Komisja powołała podkomisję, która prace nad ustawą ma zakończyć do wtorku, zatem do rozpoczęcia następnego posiedzenia Sejmu.

 

Źródło:: http://ekorozwoj.pl/

 

 

List otwarty do Waldemara Pawlaka

 

Warszawa dnia 22 listopada 2010 roku

Szanowny Pan
Waldemar Pawlak
Prezes PSL
V-ce Premier Rządu PO-PSL


List otwarty w sprawie mijania się z prawdą Posła Stanisława Żelichowskiego podczas wypowiedzi w spocie wyborczym oraz intencji Polskiego Stronnictwa Ludowego co do przyszłości Polskich Lasów Państwowych.


Trzeciego listopada 2010 roku została ogłoszona inicjatywa ogólnopolskiego referendum w sprawie przyszłości Państwowego Gospodarstwa Leśnego Lasy Państwowe, której to jestem głównym autorem.
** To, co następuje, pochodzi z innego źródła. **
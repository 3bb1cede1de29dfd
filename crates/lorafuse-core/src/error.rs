//! Error types for lorafuse.

use thiserror::Error;

/// Result type alias for lorafuse operations.
pub type Result<T> = std::result::Result<T, LoraFuseError>;

/// Main error type for lorafuse operations.
#[derive(Error, Debug)]
pub enum LoraFuseError {
    /// Base model could not be resolved or read.
    #[error("Failed to load model: {0}")]
    ModelLoad(String),

    /// Adapter directory is malformed.
    #[error("Failed to load adapter: {0}")]
    AdapterLoad(String),

    /// Adapter does not fit the base model.
    #[error("Adapter incompatible with base model: {0}")]
    IncompatibleAdapter(String),

    /// Tensor not found in a checkpoint.
    #[error("Tensor not found: {0}")]
    TensorNotFound(String),

    /// Tensor shape mismatch.
    #[error("Shape mismatch for tensor '{name}': expected {expected:?}, got {actual:?}")]
    ShapeMismatch {
        /// Tensor name.
        name: String,
        /// Expected shape.
        expected: Vec<usize>,
        /// Actual shape.
        actual: Vec<usize>,
    },

    /// Tensor dtype that cannot take part in the requested operation.
    #[error("Unsupported dtype {dtype} for tensor '{name}'")]
    UnsupportedDtype {
        /// Tensor name.
        name: String,
        /// Dtype as reported by safetensors.
        dtype: String,
    },

    /// Configuration errors.
    #[error("Configuration error: {0}")]
    Config(String),

    /// I/O errors.
    #[error("I/O error: {0}")]
    Io(#[from] std::io::Error),

    /// JSON (de)serialization errors.
    #[error("Serialization error: {0}")]
    Serialization(#[from] serde_json::Error),

    /// Safetensors format errors.
    #[error("Safetensors error: {0}")]
    Safetensors(#[from] safetensors::SafeTensorError),

    /// HuggingFace Hub errors.
    #[error("Hub error: {0}")]
    Hub(String),

    /// Tokenizer errors.
    #[error("Tokenizer error: {0}")]
    Tokenizer(String),
}

impl LoraFuseError {
    /// Attach a path to an I/O failure so the message says which file broke.
    pub fn io_at(path: impl AsRef<std::path::Path>, err: std::io::Error) -> Self {
        Self::Io(std::io::Error::new(
            err.kind(),
            format!("{}: {}", path.as_ref().display(), err),
        ))
    }
}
Celem tej akcji jest uruchomienie, ponad wszelkimi podziałami, inicjatywy społecznej w obronie Polskich Lasów Państwowych przed zakusami ich destabilizacji a w przyszłości i prywatyzacji. Z pełną odpowiedzialnością oświadczam, że inicjatywa spotkała się z dużym zrozumieniem społeczeństwa, o czym świadczą tysiące listów z podpisami wpływające na mój adres w Sejmie każdego dnia. W tej sytuacji niezwykle dziwnym jest, że w trakcie ostatniej kampanii samorządowej i wyborczej w jednym ze spotów Polskiego Stronnictwa Ludowego ukazały się następujące słowa  wypowiadane przez posła PSL Stanisława Żelichowskiego.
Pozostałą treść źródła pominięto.